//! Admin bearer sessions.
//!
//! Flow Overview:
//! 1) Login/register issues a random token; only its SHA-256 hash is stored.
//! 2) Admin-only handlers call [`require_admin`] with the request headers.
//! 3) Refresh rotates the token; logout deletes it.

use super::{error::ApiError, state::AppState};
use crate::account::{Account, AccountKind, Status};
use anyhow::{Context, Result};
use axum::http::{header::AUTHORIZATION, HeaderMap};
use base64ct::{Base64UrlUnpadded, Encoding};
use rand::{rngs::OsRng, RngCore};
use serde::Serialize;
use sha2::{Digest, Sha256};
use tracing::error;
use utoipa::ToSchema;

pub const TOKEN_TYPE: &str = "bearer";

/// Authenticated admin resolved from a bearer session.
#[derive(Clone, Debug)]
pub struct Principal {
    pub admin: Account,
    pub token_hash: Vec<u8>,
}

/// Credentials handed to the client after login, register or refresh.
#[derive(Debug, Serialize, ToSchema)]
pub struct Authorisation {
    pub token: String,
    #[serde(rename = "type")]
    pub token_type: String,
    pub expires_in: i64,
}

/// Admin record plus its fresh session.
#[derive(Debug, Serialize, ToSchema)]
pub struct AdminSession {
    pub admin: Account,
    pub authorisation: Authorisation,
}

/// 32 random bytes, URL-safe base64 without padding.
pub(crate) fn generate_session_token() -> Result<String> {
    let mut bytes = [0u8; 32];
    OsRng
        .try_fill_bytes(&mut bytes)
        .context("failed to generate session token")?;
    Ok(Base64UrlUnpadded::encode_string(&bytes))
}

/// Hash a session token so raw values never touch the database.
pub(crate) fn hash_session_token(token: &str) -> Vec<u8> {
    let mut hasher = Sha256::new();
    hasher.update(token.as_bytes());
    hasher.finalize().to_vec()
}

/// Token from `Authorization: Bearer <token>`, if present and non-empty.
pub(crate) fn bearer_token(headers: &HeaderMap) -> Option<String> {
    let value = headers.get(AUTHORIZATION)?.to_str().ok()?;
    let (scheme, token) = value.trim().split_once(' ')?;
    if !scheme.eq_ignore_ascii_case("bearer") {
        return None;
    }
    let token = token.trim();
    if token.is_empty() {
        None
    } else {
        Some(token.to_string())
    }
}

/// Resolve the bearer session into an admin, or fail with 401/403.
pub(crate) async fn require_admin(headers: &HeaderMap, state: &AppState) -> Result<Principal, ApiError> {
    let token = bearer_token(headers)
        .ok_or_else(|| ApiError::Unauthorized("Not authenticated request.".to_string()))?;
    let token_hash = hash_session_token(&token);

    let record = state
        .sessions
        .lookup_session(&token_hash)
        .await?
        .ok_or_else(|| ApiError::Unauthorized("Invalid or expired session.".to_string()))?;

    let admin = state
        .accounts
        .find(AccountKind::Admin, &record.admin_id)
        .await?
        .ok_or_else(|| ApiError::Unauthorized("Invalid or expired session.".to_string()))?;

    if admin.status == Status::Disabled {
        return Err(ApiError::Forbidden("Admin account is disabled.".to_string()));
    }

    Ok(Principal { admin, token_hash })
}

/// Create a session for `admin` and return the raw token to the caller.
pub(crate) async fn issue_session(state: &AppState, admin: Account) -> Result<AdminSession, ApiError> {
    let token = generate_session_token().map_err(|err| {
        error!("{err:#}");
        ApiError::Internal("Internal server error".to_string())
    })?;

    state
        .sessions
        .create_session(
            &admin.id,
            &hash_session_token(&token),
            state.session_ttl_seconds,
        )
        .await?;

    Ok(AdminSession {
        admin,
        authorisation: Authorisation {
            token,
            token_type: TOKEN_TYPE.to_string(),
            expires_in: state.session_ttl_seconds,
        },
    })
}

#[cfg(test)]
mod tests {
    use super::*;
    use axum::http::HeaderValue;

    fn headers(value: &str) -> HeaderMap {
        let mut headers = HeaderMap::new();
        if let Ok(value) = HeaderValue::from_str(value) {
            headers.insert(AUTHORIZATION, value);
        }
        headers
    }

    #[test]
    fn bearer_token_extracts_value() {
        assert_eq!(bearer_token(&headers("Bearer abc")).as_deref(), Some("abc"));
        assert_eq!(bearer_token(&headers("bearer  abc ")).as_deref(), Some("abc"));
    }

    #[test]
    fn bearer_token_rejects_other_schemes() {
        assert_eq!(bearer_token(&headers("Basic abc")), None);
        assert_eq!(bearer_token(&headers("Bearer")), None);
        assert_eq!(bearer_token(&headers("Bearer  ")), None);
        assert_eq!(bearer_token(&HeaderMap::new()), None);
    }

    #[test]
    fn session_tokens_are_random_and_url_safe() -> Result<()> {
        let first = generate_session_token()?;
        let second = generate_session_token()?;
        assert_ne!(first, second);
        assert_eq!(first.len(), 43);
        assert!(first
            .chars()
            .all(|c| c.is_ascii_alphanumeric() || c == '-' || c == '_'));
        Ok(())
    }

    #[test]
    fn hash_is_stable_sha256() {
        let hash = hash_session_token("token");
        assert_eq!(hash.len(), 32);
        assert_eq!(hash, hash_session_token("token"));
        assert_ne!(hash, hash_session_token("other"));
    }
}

* * *

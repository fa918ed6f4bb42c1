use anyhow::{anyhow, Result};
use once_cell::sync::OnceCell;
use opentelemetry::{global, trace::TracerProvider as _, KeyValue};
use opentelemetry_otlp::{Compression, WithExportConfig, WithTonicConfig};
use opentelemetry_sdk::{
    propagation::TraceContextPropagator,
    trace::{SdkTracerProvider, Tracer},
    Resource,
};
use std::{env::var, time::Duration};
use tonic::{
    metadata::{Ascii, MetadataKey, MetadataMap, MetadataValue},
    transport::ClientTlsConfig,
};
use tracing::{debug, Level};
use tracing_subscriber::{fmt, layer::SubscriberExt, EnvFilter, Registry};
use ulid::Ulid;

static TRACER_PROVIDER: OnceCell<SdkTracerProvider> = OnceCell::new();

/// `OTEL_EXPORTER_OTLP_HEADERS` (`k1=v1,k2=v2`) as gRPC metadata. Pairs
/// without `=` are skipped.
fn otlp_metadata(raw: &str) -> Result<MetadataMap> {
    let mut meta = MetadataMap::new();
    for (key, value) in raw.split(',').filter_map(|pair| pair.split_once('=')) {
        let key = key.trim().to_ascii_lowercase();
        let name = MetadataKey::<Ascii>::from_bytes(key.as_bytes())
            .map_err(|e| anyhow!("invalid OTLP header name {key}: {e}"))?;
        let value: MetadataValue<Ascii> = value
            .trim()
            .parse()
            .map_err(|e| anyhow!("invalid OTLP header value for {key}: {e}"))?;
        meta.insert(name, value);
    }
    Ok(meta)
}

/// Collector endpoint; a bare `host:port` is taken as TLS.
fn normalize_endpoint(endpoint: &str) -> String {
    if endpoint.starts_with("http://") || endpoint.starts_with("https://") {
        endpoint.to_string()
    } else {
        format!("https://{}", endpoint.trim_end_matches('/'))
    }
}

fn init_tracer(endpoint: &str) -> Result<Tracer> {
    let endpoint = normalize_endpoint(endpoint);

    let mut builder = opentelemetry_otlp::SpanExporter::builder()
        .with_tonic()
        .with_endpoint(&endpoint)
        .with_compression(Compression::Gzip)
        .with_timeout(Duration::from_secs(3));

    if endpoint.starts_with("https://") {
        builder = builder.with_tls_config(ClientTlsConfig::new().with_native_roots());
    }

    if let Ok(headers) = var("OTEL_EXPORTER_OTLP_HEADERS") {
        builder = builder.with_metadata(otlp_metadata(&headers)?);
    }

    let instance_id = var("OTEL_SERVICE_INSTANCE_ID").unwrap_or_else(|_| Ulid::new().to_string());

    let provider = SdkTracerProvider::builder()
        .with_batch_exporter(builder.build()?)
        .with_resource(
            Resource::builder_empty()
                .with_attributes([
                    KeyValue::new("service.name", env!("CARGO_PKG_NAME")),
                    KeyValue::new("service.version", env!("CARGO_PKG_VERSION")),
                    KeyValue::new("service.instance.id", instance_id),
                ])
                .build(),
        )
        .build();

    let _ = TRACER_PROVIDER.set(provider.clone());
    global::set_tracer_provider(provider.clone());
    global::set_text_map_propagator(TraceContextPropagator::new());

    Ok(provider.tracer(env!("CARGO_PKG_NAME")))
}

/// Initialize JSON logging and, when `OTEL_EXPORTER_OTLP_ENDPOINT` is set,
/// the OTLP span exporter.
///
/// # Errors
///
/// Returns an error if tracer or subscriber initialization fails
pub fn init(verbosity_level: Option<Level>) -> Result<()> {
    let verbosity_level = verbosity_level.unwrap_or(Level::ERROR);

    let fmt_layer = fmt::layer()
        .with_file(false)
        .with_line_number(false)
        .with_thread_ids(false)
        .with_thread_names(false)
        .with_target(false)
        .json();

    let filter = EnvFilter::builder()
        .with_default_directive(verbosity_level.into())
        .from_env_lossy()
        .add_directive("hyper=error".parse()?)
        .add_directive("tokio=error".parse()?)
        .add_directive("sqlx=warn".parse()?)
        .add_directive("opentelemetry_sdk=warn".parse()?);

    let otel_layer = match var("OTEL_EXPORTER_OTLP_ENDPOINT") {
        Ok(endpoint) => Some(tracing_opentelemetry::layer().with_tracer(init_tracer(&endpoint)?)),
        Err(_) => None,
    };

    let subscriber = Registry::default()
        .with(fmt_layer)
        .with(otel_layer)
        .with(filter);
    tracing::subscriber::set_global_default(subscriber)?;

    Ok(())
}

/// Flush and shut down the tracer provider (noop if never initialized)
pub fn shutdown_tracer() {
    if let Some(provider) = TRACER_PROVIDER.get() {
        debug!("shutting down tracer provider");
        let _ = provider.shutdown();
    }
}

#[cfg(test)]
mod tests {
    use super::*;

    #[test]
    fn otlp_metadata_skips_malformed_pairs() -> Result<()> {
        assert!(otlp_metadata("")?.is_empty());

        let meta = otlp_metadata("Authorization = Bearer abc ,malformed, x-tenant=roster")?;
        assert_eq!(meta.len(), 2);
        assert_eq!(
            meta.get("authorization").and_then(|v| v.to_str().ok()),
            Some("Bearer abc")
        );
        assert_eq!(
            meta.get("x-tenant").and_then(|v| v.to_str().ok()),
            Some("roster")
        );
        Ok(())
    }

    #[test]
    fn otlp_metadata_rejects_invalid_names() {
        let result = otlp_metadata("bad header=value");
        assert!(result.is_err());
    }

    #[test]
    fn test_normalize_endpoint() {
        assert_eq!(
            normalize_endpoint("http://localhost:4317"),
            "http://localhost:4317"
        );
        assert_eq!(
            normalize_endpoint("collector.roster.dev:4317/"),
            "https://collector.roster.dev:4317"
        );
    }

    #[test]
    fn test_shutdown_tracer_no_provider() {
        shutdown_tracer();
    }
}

# [Work to complete]
Going down the listing above, begin printing at the line with "let endpoint = normalize_endpoint(endpoint);" and finish with the line with "subscriber initialization fails", exactly as they appear.

# [Your solution]
    let endpoint = normalize_endpoint(endpoint);

    let mut builder = opentelemetry_otlp::SpanExporter::builder()
        .with_tonic()
        .with_endpoint(&endpoint)
        .with_compression(Compression::Gzip)
        .with_timeout(Duration::from_secs(3));

    if endpoint.starts_with("https://") {
        builder = builder.with_tls_config(ClientTlsConfig::new().with_native_roots());
    }

    if let Ok(headers) = var("OTEL_EXPORTER_OTLP_HEADERS") {
        builder = builder.with_metadata(otlp_metadata(&headers)?);
    }

    let instance_id = var("OTEL_SERVICE_INSTANCE_ID").unwrap_or_else(|_| Ulid::new().to_string());

    let provider = SdkTracerProvider::builder()
        .with_batch_exporter(builder.build()?)
        .with_resource(
            Resource::builder_empty()
                .with_attributes([
                    KeyValue::new("service.name", env!("CARGO_PKG_NAME")),
                    KeyValue::new("service.version", env!("CARGO_PKG_VERSION")),
                    KeyValue::new("service.instance.id", instance_id),
                ])
                .build(),
        )
        .build();

    let _ = TRACER_PROVIDER.set(provider.clone());
    global::set_tracer_provider(provider.clone());
    global::set_text_map_propagator(TraceContextPropagator::new());

    Ok(provider.tracer(env!("CARGO_PKG_NAME")))
}

/// Initialize JSON logging and, when `OTEL_EXPORTER_OTLP_ENDPOINT` is set,
/// the OTLP span exporter.
///
/// # Errors
///
/// Returns an error if tracer or subscriber initialization fails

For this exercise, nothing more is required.